To explore whether DNA ploidy of prostate cancer cells determined from archived transrectal ultrasound-guided biopsy specimens correlates with disease-free survival.


Forty-seven failures and 47 controls were selected from 1006 consecutive low- and intermediate-risk patients treated with prostate (125)I brachytherapy (July 1998-October 2003). Median follow-up was 7.5 years. Ten-year actuarial disease-free survival was 94.1%. Controls were matched using age, initial prostate-specific antigen level, clinical stage, Gleason score, use of hormone therapy, and follow-up (all P nonsignificant). Seventy-eight specimens were successfully processed; 27 control and 20 failure specimens contained more than 100 tumor cells were used for the final analysis. The Feulgen-Thionin stained cytology samples from archived paraffin blocks were used to determine the DNA ploidy of each tumor by measuring integrated optical densities.
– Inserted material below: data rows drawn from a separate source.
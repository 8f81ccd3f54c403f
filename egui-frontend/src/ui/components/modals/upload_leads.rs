//! # Upload Leads Modal
//!
//! Dialog for uploading the team lead's own lead database.
//!
//! ## Responsibilities:
//! - Native file picker filtered to `.csv`
//! - Show the chosen file name; the file is never opened or parsed here
//! - Confirm emits `ScreenEvent::LeadUploadSubmitted` and closes

use eframe::egui;

use crate::ui::app_state::{HunterSettingsApp, ScreenEvent};
use crate::ui::components::modals::shared::show_modal_overlay;
use crate::ui::components::theme::colors;
use crate::ui::components::ui_components::{neutral_button, primary_button};

const MODAL_SIZE: egui::Vec2 = egui::vec2(440.0, 300.0);

impl HunterSettingsApp {
    /// Render the upload-leads dialog
    pub fn render_upload_leads_modal(&mut self, ctx: &egui::Context) {
        if !self.modals.show_upload_leads_modal {
            return;
        }

        let mut confirmed = false;
        let mut cancelled = false;
        let selected_csv = &mut self.modals.selected_csv;

        let backdrop_clicked = show_modal_overlay(ctx, "upload_leads_modal_overlay", MODAL_SIZE, |ui| {
            ui.vertical_centered(|ui| {
                ui.add_space(8.0);

                ui.label(
                    egui::RichText::new("Upload database")
                        .font(egui::FontId::new(22.0, egui::FontFamily::Proportional))
                        .strong(),
                );

                ui.add_space(10.0);

                ui.label(
                    egui::RichText::new("Upload a .csv file with the columns: name, phone.")
                        .color(colors::TEXT_SECONDARY),
                );

                ui.add_space(14.0);

                egui::Frame::none()
                    .fill(colors::ROW_BACKGROUND)
                    .stroke(egui::Stroke::new(1.0, colors::CARD_BORDER))
                    .rounding(egui::Rounding::same(8.0))
                    .inner_margin(egui::Margin::same(16.0))
                    .show(ui, |ui| {
                        ui.set_width(360.0);
                        ui.vertical_centered(|ui| {
                            match selected_csv.as_deref().and_then(|p| p.file_name()) {
                                Some(file_name) => {
                                    ui.label(
                                        egui::RichText::new(format!(
                                            "📄 {}",
                                            file_name.to_string_lossy()
                                        ))
                                        .strong(),
                                    );
                                }
                                None => {
                                    ui.label(
                                        egui::RichText::new("No file selected")
                                            .color(colors::TEXT_SECONDARY),
                                    );
                                }
                            }

                            ui.add_space(8.0);

                            if ui.button("📁 Choose file").clicked() {
                                log::info!("📁 Opening native CSV picker");
                                if let Some(path) = rfd::FileDialog::new()
                                    .set_title("Select lead database")
                                    .add_filter("CSV files", &["csv"])
                                    .pick_file()
                                {
                                    log::info!("📁 User selected file: {:?}", path);
                                    *selected_csv = Some(path);
                                }
                            }
                        });
                    });

                ui.add_space(18.0);

                ui.horizontal(|ui| {
                    ui.add_space(70.0);
                    if ui.add(neutral_button("Cancel")).clicked() {
                        cancelled = true;
                    }
                    ui.add_space(16.0);
                    // Confirm regardless of selection; the file is never
                    // read, so there is nothing to validate
                    if ui.add(primary_button("Upload leads")).clicked() {
                        confirmed = true;
                    }
                });
            });
        });

        if confirmed {
            log::info!("📤 Lead upload submitted");
            self.emit(ScreenEvent::LeadUploadSubmitted);
            self.modals.close_upload_leads();
        } else if cancelled || (backdrop_clicked && !self.modals.modal_just_opened) {
            self.modals.close_upload_leads();
        }

        self.modals.modal_just_opened = false;
    }
}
The samples were divided into diploid and aneuploid tumors. Aneuploid tumors were found in 16 of 20 of the failures (80%) and 8 of 27 controls (30%). Diploid DNA patients had a significantly lower rate of disease recurrence (P=.0086) (hazard ratio [HR] 0.256). On multivariable analysis, patients with aneuploid tumors had a higher prostate-specific antigen failure rate (HR 5.13). Additionally, those with "excellent" dosimetry (V100 >90%; D90 >144 Gy) had a significantly lower recurrence rate (HR 0.25). All patients with aneuploid tumors and dosimetry classified as "nonexcellent" (V100 <90%; D90 <144 Gy) (5 of 5) had disease recurrence, compared with 40% of patients with aneuploid tumors and "excellent" dosimetry (8 of 15). In contrast, dosimetry did not affect the outcome for diploid patients.


Using core biopsy material from archived paraffin blocks, DNA ploidy correctly classified the majority of failures and nonfailures in this study. The results suggest that DNA ploidy can be used as a useful marker for aggressiveness of localized prostate cancer. A larger study will be necessary to further confirm our hypothesis.